Is the point that the cost functions have incompatible gradients around local minima/different local minima?
I think that is part of it: the different cost functions can have different local minima and also different saddle points; ideally even different ridge/valley configurations.
In machine learning there is a well-known technique called Stochastic Gradient Descent (SGD) [1]. There the cost function is the sum of a very large number of terms reflecting how well each element of the training set has been reproduced.
With SGD the optimisation steps use randomly chosen cost functions which are obtained by choosing a random subset of the training set.
I had thought the advantage of SGD was purely in saved computation: by computing the approximate cost function on only a small batch you have only a tiny fraction of the computational expense. That if you could use larger batches it would always help the convergence.
This demo writeup makes me realize there may be a benefit from the randomness. Different cost functions may have different local minima, different saddles, different ridges. That helps you not get stuck or even slowed at these points.
[1] https://en.m.wikipedia.org/wiki/Stochastic_gradient_descent
I'm running a MSE hill climbing thing at the moment, I might give it a go and see if it helps.
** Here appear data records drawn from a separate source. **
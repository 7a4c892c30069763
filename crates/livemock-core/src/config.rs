//! Simulator configuration.

/// Site marker used when no other is configured.
pub const DEFAULT_SITE_MARKER: &str = "NO_SITE";

/// Simulator configuration
#[derive(Debug, Clone, PartialEq, Eq)]
pub struct MockConfig {
    /// Report unmet expectations at scope exit even when the scope already
    /// failed with another error
    pub report_multiple: bool,
    /// Expect the status probe as first query when a scope is entered with
    /// `enter()`
    pub expect_status_query: bool,
    /// Prefix every data row with `site_marker`
    pub prepend_site: bool,
    /// Marker prefixed to rows when `prepend_site` is on
    pub site_marker: String,
}

impl Default for MockConfig {
    fn default() -> Self {
        Self {
            report_multiple: false,
            expect_status_query: true,
            prepend_site: false,
            site_marker: DEFAULT_SITE_MARKER.to_string(),
        }
    }
}
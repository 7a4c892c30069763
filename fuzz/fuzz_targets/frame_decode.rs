//! Fuzz target for ResponseFrame::decode
//!
//! This fuzzer feeds arbitrary bytes to the frame decoder to find:
//! - Panics on short or malformed fixed-width headers
//! - Length fields that overflow or over-read the buffer
//! - Bodies that decode but fail to parse as rows
//!
//! The fuzzer should NEVER panic. All invalid inputs should return an error.

#![no_main]

use libfuzzer_sys::fuzz_target;
use livemock_proto::ResponseFrame;

fuzz_target!(|data: &[u8]| {
    if let Ok(frame) = ResponseFrame::decode(data) {
        // A decoded frame re-encodes to its announced length
        assert_eq!(frame.header().len(), ResponseFrame::HEADER_SIZE);
        let _ = frame.rows();
    }
});
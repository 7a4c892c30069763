//! Seams between a host application and the query protocol endpoint.
//!
//! The host never opens sockets or reads site configuration itself: it asks a
//! [`ConnectionFactory`] for a [`QueryTransport`] and a [`SiteLookup`] for the
//! sites to talk to. Production code passes real implementations; tests pass
//! the simulator-backed ones from [`crate::install`].

use std::{collections::BTreeMap, io, time::Duration};

use bytes::Bytes;

/// Connection settings of one site.
#[derive(Debug, Clone, PartialEq, Eq)]
pub struct SiteConfig {
    /// Socket address, e.g. `unix:/omd/sites/mysite/tmp/run/live`
    pub socket: String,
}

/// Sites keyed by site name.
pub type SiteMap = BTreeMap<String, SiteConfig>;

/// Duplex byte stream to a query protocol endpoint.
///
/// Mirrors a blocking stream socket: `send` writes a whole query, `recv`
/// returns at most `max` bytes and an empty buffer once the peer has nothing
/// more to send.
pub trait QueryTransport {
    /// Connect to `address`.
    fn connect(&mut self, address: &str) -> io::Result<()>;

    /// Set the timeout for blocking operations. `None` blocks forever.
    fn set_timeout(&mut self, timeout: Option<Duration>) -> io::Result<()>;

    /// Write a complete query, terminator included.
    fn send(&mut self, data: &[u8]) -> io::Result<()>;

    /// Read up to `max` bytes.
    fn recv(&mut self, max: usize) -> io::Result<Bytes>;
}

/// Creates transports for sites.
pub trait ConnectionFactory {
    /// Transport produced by this factory.
    type Transport: QueryTransport;

    /// Create an unconnected transport for `site`.
    fn create_transport(&self, site: &SiteConfig) -> io::Result<Self::Transport>;

    /// Ask the endpoint to prefix every row with the site name.
    ///
    /// Endpoints without site tagging ignore this.
    fn set_prepend_site(&self, _prepend_site: bool) {}
}

/// Answers which sites are enabled.
pub trait SiteLookup {
    /// Enabled and disabled sites, in that order.
    fn enabled_and_disabled_sites(&self) -> (SiteMap, SiteMap);
}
This reminds me of the Pandora strategy where you don't every upvote anything, you only tell it no, to encourage it wandering the search space instead of orbiting tightly around a handful of songs.
Never tell people your favorite, or that is all you will get.
Just now out of 20 related/recommended slots: one 9/11 conspiracy, one Nuremberg trials? something about Nazi experiments, 6 watched videos I already gave a like few weeks/months/years ago! top 10 some gimmick artillery guns list, Belarus drunken driving compilation, 3 totally random videos in my native language despite YT UI being set to English, 4 videos actually related to the clip on the page, finally 2 videos somewhat related to my subscriptions.
That's actually not too far off what the DCT used in JPEG does, in that you're similarly trying to represent sampled data using a series of sinusoidal functions.
I wonder how well wavelet-based compression (like JPEG2000) would be for this data, since it's been used before in a demo too:
>JPEG encoding loses information. But it is JPEG decoding that introduces artifacts by filling the missing information with noise.
>jpeg2png is smarter and fills the missing information to create the smoothest possible picture.
https://web.archive.org/web/20160220090011/https://hyperalle...
Even though support isn't universal yet, I wonder how HEIC would fare here.
http://www.romancortes.com/blog/furbee-my-js1k-spring-13-ent...
They used a similar technique of creating an object out of an image.
The maps where called sculpts and consisted of an 64 by 64 image. Each pixels rgb value was mapped as xyz coodinate onto a grid. The grid base mesh was either a sphere or flat which allowed for a "closed" or "open" object surface so one could simulate holes (it also influenced the physics).
The users figured out a lot of funky tricks.
Like having multiple connected objects described by only one such map by having the connection be an ultra thin line which got not rendered. This lowered the "costs" Second Life calculated since it consisted of only one primitive.
Or using a bug to create giant ones of these things to create houses and other big objects.
On top having an automatic LOD was quite easy just half the number of grid vertices and there is your lower poly object.